// crates/landandbay-harness/src/network.rs
// ============================================================================
// Module: Network Layout
// Description: Fixed CIDR table and IPv4 block arithmetic.
// Purpose: Feed networking scenarios and check that subnet blocks never overlap.
// Dependencies: thiserror
// ============================================================================

//! ## Overview
//! The test VPC uses one `/16` supernet split into six `/24` subnets: two
//! public, two private, and two database blocks, each pair spread over two
//! availability zones. [`Ipv4Cidr`] provides the containment and overlap
//! checks used to assert that layout.

// ============================================================================
// SECTION: Imports
// ============================================================================

use std::collections::BTreeMap;
use std::fmt;
use std::net::Ipv4Addr;
use std::str::FromStr;

use crate::vars::VarMap;

// ============================================================================
// SECTION: CIDR Table
// ============================================================================

/// Returns the fixed CIDR layout keyed by terraform variable name.
#[must_use]
pub fn vpc_cidr_blocks() -> BTreeMap<&'static str, &'static str> {
    BTreeMap::from([
        ("vpc_cidr", "10.0.0.0/16"),
        ("public_subnet_a_cidr", "10.0.1.0/24"),
        ("public_subnet_b_cidr", "10.0.2.0/24"),
        ("private_subnet_a_cidr", "10.0.3.0/24"),
        ("private_subnet_b_cidr", "10.0.4.0/24"),
        ("private_db_subnet_a_cidr", "10.0.5.0/24"),
        ("private_db_subnet_b_cidr", "10.0.6.0/24"),
    ])
}

/// Scenario defaults for the networking module tests.
#[must_use]
pub fn networking_test_vars() -> VarMap {
    vpc_cidr_blocks().into_iter().collect()
}

/// Scenario defaults for the full-stack integration tests.
#[must_use]
pub fn integration_test_vars() -> VarMap {
    networking_test_vars()
}

// ============================================================================
// SECTION: IPv4 Blocks
// ============================================================================

/// Malformed CIDR notation.
#[derive(Debug, Clone, PartialEq, Eq, thiserror::Error)]
#[error("invalid cidr '{input}': {reason}")]
pub struct CidrParseError {
    /// Rejected input.
    pub input: String,
    /// Rejection reason.
    pub reason: &'static str,
}

/// IPv4 network block in `a.b.c.d/len` form.
#[derive(Debug, Clone, Copy, PartialEq, Eq, Hash, PartialOrd, Ord)]
pub struct Ipv4Cidr {
    /// Network address with host bits cleared.
    network: u32,
    /// Prefix length (0 to 32).
    prefix_len: u8,
}

impl Ipv4Cidr {
    /// Parses CIDR notation.
    ///
    /// # Errors
    ///
    /// Returns [`CidrParseError`] when the address or prefix is malformed or
    /// host bits are set.
    pub fn parse(input: &str) -> Result<Self, CidrParseError> {
        let reject = |reason| CidrParseError {
            input: input.to_string(),
            reason,
        };
        let (addr, len) =
            input.trim().split_once('/').ok_or_else(|| reject("missing prefix length"))?;
        let addr = Ipv4Addr::from_str(addr).map_err(|_| reject("malformed address"))?;
        let prefix_len: u8 = len.parse().map_err(|_| reject("malformed prefix length"))?;
        if prefix_len > 32 {
            return Err(reject("prefix length exceeds 32"));
        }
        let network = u32::from(addr);
        if network & !mask(prefix_len) != 0 {
            return Err(reject("host bits set"));
        }
        Ok(Self {
            network,
            prefix_len,
        })
    }

    /// Returns the network address.
    #[must_use]
    pub fn network(&self) -> Ipv4Addr {
        Ipv4Addr::from(self.network)
    }

    /// Returns the prefix length.
    #[must_use]
    pub const fn prefix_len(&self) -> u8 {
        self.prefix_len
    }

    /// Returns true when `other` lies entirely within this block.
    #[must_use]
    pub const fn contains(&self, other: &Self) -> bool {
        other.prefix_len >= self.prefix_len
            && other.network & mask(self.prefix_len) == self.network
    }

    /// Returns true when the two blocks share any address.
    #[must_use]
    pub const fn overlaps(&self, other: &Self) -> bool {
        self.contains(other) || other.contains(self)
    }
}

impl FromStr for Ipv4Cidr {
    type Err = CidrParseError;

    fn from_str(s: &str) -> Result<Self, Self::Err> {
        Self::parse(s)
    }
}

impl fmt::Display for Ipv4Cidr {
    fn fmt(&self, f: &mut fmt::Formatter<'_>) -> fmt::Result {
        write!(f, "{}/{}", self.network(), self.prefix_len)
    }
}

/// Returns the netmask for a prefix length.
const fn mask(prefix_len: u8) -> u32 {
    if prefix_len == 0 { 0 } else { u32::MAX << (32 - prefix_len) }
}

/// Returns every pair of overlapping blocks, in input order.
#[must_use]
pub fn find_overlaps(blocks: &[Ipv4Cidr]) -> Vec<(Ipv4Cidr, Ipv4Cidr)> {
    let mut overlaps = Vec::new();
    for (index, left) in blocks.iter().enumerate() {
        for right in &blocks[index + 1..] {
            if left.overlaps(right) {
                overlaps.push((*left, *right));
            }
        }
    }
    overlaps
}

// ============================================================================
// SECTION: Tests
// ============================================================================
-=-=-=-=-
§ **Exercise**
Give the count of lines in the listing that hold the word "thiserror", with no other text.

§ **Written solution**
2